impl<S: ByteSource> OleFile<S> {
    /// Open a stream by path and return its full contents
    pub fn read(&mut self, path: &[&str]) -> OleResult<Vec<u8>> {
        let sid = self.directory.resolve(path)?;
        self.read_sid(sid)
    }

    /// Open a lazy reader over the stream at `path`
    ///
    /// Fails with [`OleError::CorruptChain`] if the stream's chain is damaged
    /// or shorter than its declared size.
    pub fn open_stream(&mut self, path: &[&str]) -> OleResult<StreamReader<'_, S>> {
        let sid = self.directory.resolve(path)?;
        let layout = self.stream_layout(sid)?;
        Ok(StreamReader {
            ole: self,
            layout,
            pos: 0,
            current: None,
        })
    }

    /// Read the stream with the given SID
    pub(super) fn read_sid(&mut self, sid: u32) -> OleResult<Vec<u8>> {
        let layout = self.stream_layout(sid)?;
        let unit = self.unit_size(layout.mini);
        let mut data = Vec::with_capacity(layout.chain.len() * unit);
        for &sector in &layout.chain {
            data.extend_from_slice(&self.read_unit(sector, layout.mini)?);
        }
        data.truncate(layout.size as usize);
        Ok(data)
    }

    /// Resolve the chain of a stream entry
    pub(super) fn stream_layout(&mut self, sid: u32) -> OleResult<StreamLayout> {
        let entry = self.entry_by_sid(sid)?;
        if !entry.is_stream() {
            return Err(OleError::NotAStream(entry.name.clone()));
        }
        let (start, size) = (entry.start_sector, entry.size);
        let mini = self.is_mini(size);

        if size == 0 {
            return Ok(StreamLayout {
                chain: Vec::new(),
                mini,
                size,
            });
        }

        let chain = if mini {
            self.ensure_mini_stream()?;
            self.minifat.chain_of(start)?
        } else {
            self.fat.chain_of(start)?
        };
        check_chain_covers(start, chain.len(), self.unit_size(mini), size)?;

        // Only the sectors covering the declared size are part of the data
        let needed = size.div_ceil(self.unit_size(mini) as u64) as usize;
        let mut chain = chain;
        chain.truncate(needed);
        Ok(StreamLayout { chain, mini, size })
    }

    pub(super) fn unit_size(&self, mini: bool) -> usize {
        if mini {
            MINI_SECTOR_SIZE
        } else {
            self.sector_size()
        }
    }

    /// Read one regular sector or one mini sector
    pub(super) fn read_unit(&mut self, sector: u32, mini: bool) -> OleResult<Vec<u8>> {
        if !mini {
            return self.read_sector(sector);
        }
        self.ensure_mini_stream()?;
        let mini_stream = self.mini_stream.as_deref().unwrap_or_default();
        let start = sector as usize * MINI_SECTOR_SIZE;
        if start >= mini_stream.len() {
            return Err(OleError::chain(
                sector,
                format!(
                    "mini sector lies beyond the end of the mini stream ({} bytes)",
                    mini_stream.len()
                ),
            ));
        }
        // The mini stream may end inside its last mini sector
        let end = (start + MINI_SECTOR_SIZE).min(mini_stream.len());
        let mut data = vec![0u8; MINI_SECTOR_SIZE];
        data[..end - start].copy_from_slice(&mini_stream[start..end]);
        Ok(data)
    }

    /// Best-effort read of a possibly damaged stream
    ///
    /// Follows the chain until the first bad link or unreadable sector and
    /// returns what was read. Path resolution errors are still returned as
    /// errors.
    pub fn read_stream_recovered(&mut self, path: &[&str]) -> OleResult<Recovered> {
        let sid = self.directory.resolve(path)?;
        let entry = self.entry_by_sid(sid)?;
        if !entry.is_stream() {
            return Err(OleError::NotAStream(entry.name.clone()));
        }
        let (name, start, size) = (entry.name.clone(), entry.start_sector, entry.size);
        if size == 0 {
            return Ok(Recovered {
                data: Vec::new(),
                complete: true,
                problem: None,
            });
        }

        let mini = self.is_mini(size);
        let (chain, mut problem) = if mini {
            match self.ensure_mini_stream() {
                Ok(()) => self.minifat.salvage_chain(start),
                Err(err) => (Vec::new(), Some(err)),
            }
        } else {
            self.fat.salvage_chain(start)
        };

        let mut data = Vec::new();
        for &sector in &chain {
            if data.len() as u64 >= size {
                break;
            }
            match self.read_unit(sector, mini) {
                Ok(unit) => data.extend_from_slice(&unit),
                Err(err) => {
                    problem.get_or_insert(err);
                    break;
                },
            }
        }
        data.truncate(size as usize);

        if problem.is_none() && (data.len() as u64) < size {
            problem = Some(OleError::chain(
                start,
                format!("chain ends after {} of {} bytes", data.len(), size),
            ));
        }
        let complete = problem.is_none();
        if let Some(ref err) = problem {
            log::warn!(
                "recovered {} of {} bytes from stream '{}': {}",
                data.len(),
                size,
                name,
                err
            );
        }

        Ok(Recovered {
            data,
            complete,
            problem,
        })
    }

    /// Write a stream, creating it and any missing parent storages
    ///
    /// Existing content is replaced.
    pub fn write(&mut self, path: &[&str], data: &[u8]) -> OleResult<()> {
        let (name, parents) = path
            .split_last()
            .ok_or_else(|| OleError::InvalidName(String::new()))?;
        self.transaction(|ole| {
            let parent = ole.ensure_storage_path(parents)?;
            let sid = match ole.directory.find_child(parent, name) {
                Some(sid) => sid,
                None => ole
                    .directory
                    .create_entry(parent, name, EntryKind::Stream)?,
            };
            ole.rewrite_stream(sid, data, WriteMode::Truncate)
        })
    }

    /// Write to an existing stream
    pub fn write_stream(&mut self, path: &[&str], data: &[u8], mode: WriteMode) -> OleResult<()> {
        let sid = self.directory.resolve(path)?;
        self.transaction(|ole| ole.rewrite_stream(sid, data, mode))
    }

    fn rewrite_stream(&mut self, sid: u32, data: &[u8], mode: WriteMode) -> OleResult<()> {
        let entry = self.entry_by_sid(sid)?;
        if !entry.is_stream() {
            return Err(OleError::NotAStream(entry.name.clone()));
        }
        let old_size = entry.size;
        let old_start = if old_size == 0 {
            ENDOFCHAIN
        } else {
            entry.start_sector
        };

        let appended;
        let content: &[u8] = if mode == WriteMode::Append {
            let mut current = self.read_sid(sid)?;
            current.extend_from_slice(data);
            appended = current;
            &appended
        } else {
            data
        };
        let new_size = content.len() as u64;
        self.check_stream_size(new_size)?;

        let old_mini = self.is_mini(old_size);
        let new_mini = self.is_mini(new_size);
        if (old_mini && old_size > 0) || (new_mini && new_size > 0) {
            self.ensure_mini_stream()?;
        }

        if old_mini == new_mini && mode != WriteMode::Truncate {
            let (start, chain) = self.resize_chain(old_start, new_mini, content.len())?;
            if new_mini {
                self.ensure_mini_capacity()?;
            }
            let from = if mode == WriteMode::Append {
                old_size as usize
            } else {
                0
            };
            self.store(&chain, new_mini, content, from);
            self.directory.set_stream(sid, start, new_size);
        } else {
            // Validate the old chain before touching anything
            let old_table = if old_mini { &self.minifat } else { &self.fat };
            old_table.chain_of(old_start)?;

            let (start, chain) = self.allocate_chain(new_mini, content.len())?;
            if new_mini {
                self.ensure_mini_capacity()?;
            }
            self.store(&chain, new_mini, content, 0);
            self.directory.set_stream(sid, start, new_size);

            if old_mini {
                self.minifat.free(old_start)?;
            } else {
                self.fat.free(old_start)?;
            }
            if old_mini != new_mini && old_size > 0 {
                log::debug!(
                    "stream {} moved to the {} ({} -> {} bytes)",
                    sid,
                    if new_mini { "mini stream" } else { "regular sectors" },
                    old_size,
                    new_size
                );
            }
        }
        Ok(())
    }

    fn allocate_chain(&mut self, mini: bool, len: usize) -> OleResult<(u32, Vec<u32>)> {
        let table = if mini {
            &mut self.minifat
        } else {
            &mut self.fat
        };
        let start = table.allocate_bytes(len)?;
        let chain = table.chain_of(start)?;
        Ok((start, chain))
    }

    fn resize_chain(&mut self, start: u32, mini: bool, len: usize) -> OleResult<(u32, Vec<u32>)> {
        let table = if mini {
            &mut self.minifat
        } else {
            &mut self.fat
        };
        let count = len.div_ceil(table.sector_size());
        let start = table.resize(start, count)?;
        let chain = table.chain_of(start)?;
        Ok((start, chain))
    }

    /// Check that the regular sectors needed to hold the grown mini stream
    /// can still be allocated
    fn ensure_mini_capacity(&self) -> OleResult<()> {
        let sector_size = self.sector_size();
        let needed = (self.minifat.len() * MINI_SECTOR_SIZE).div_ceil(sector_size);
        let current = (self.directory.root().size as usize).div_ceil(sector_size);
        if needed > current {
            self.fat.ensure_capacity(needed - current)?;
        }
        Ok(())
    }

    /// Write `content` into the units of `chain`, starting with the unit that
    /// holds byte `from`
    pub(super) fn store(&mut self, chain: &[u32], mini: bool, content: &[u8], from: usize) {
        let unit = self.unit_size(mini);
        for (i, &sector) in chain.iter().enumerate().skip(from / unit) {
            let begin = i * unit;
            let end = (begin + unit).min(content.len());
            let mut block = vec![0u8; unit];
            if begin < end {
                block[..end - begin].copy_from_slice(&content[begin..end]);
            }

            if mini {
                let mini_stream = self.mini_stream.get_or_insert_with(Vec::new);
                let offset = sector as usize * MINI_SECTOR_SIZE;
                if mini_stream.len() < offset + MINI_SECTOR_SIZE {
                    mini_stream.resize(offset + MINI_SECTOR_SIZE, 0);
                }
                mini_stream[offset..offset + MINI_SECTOR_SIZE].copy_from_slice(&block);
            } else {
                self.dirty.insert(sector, block);
            }
        }
    }
}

##########

→ Exercise goal
Those lines of the records that contain the string "block" should be identified and copied.

→ Written solution
            let mut block = vec![0u8; unit];
                block[..end - begin].copy_from_slice(&content[begin..end]);
                mini_stream[offset..offset + MINI_SECTOR_SIZE].copy_from_slice(&block);
                self.dirty.insert(sector, block);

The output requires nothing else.